* [YOUR OBJECTIVE]
Among the records below, find each line that includes the string "EmptyPlaylist" and copy it.

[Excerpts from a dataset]
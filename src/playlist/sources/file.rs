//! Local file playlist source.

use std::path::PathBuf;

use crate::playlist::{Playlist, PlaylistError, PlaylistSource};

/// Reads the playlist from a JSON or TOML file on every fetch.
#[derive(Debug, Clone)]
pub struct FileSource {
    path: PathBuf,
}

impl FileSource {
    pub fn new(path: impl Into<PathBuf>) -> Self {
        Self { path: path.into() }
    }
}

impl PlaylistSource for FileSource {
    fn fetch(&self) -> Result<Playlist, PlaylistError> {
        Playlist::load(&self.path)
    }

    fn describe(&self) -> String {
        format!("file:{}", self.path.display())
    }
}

==

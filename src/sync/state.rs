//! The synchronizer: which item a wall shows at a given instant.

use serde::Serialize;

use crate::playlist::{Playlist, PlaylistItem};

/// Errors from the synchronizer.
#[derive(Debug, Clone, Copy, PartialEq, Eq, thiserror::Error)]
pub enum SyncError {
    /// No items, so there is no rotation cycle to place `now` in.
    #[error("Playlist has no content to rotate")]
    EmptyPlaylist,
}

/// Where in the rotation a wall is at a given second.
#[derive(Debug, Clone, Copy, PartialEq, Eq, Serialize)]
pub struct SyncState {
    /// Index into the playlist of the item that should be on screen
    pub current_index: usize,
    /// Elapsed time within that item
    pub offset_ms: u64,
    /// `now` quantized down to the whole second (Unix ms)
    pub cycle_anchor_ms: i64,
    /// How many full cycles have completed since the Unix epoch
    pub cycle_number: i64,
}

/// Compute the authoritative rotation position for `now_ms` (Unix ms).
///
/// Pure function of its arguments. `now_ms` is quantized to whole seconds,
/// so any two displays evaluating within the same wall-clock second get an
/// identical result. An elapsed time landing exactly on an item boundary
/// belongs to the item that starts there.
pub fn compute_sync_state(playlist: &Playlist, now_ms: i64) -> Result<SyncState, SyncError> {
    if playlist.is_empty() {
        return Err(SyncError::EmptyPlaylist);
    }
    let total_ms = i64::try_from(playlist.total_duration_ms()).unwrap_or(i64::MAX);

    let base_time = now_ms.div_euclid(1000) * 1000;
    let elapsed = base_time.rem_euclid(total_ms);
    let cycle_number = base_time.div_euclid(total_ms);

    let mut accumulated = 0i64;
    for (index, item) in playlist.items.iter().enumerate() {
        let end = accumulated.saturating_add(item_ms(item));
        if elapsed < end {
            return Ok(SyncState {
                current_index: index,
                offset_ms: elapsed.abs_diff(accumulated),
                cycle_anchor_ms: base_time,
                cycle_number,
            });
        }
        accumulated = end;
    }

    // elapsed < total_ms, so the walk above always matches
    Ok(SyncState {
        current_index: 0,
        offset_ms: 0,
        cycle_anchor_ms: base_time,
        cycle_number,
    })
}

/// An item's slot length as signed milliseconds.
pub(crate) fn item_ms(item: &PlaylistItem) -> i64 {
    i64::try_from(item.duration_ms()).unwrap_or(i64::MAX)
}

* [TASK SOLUTION]
    EmptyPlaylist,
        return Err(SyncError::EmptyPlaylist);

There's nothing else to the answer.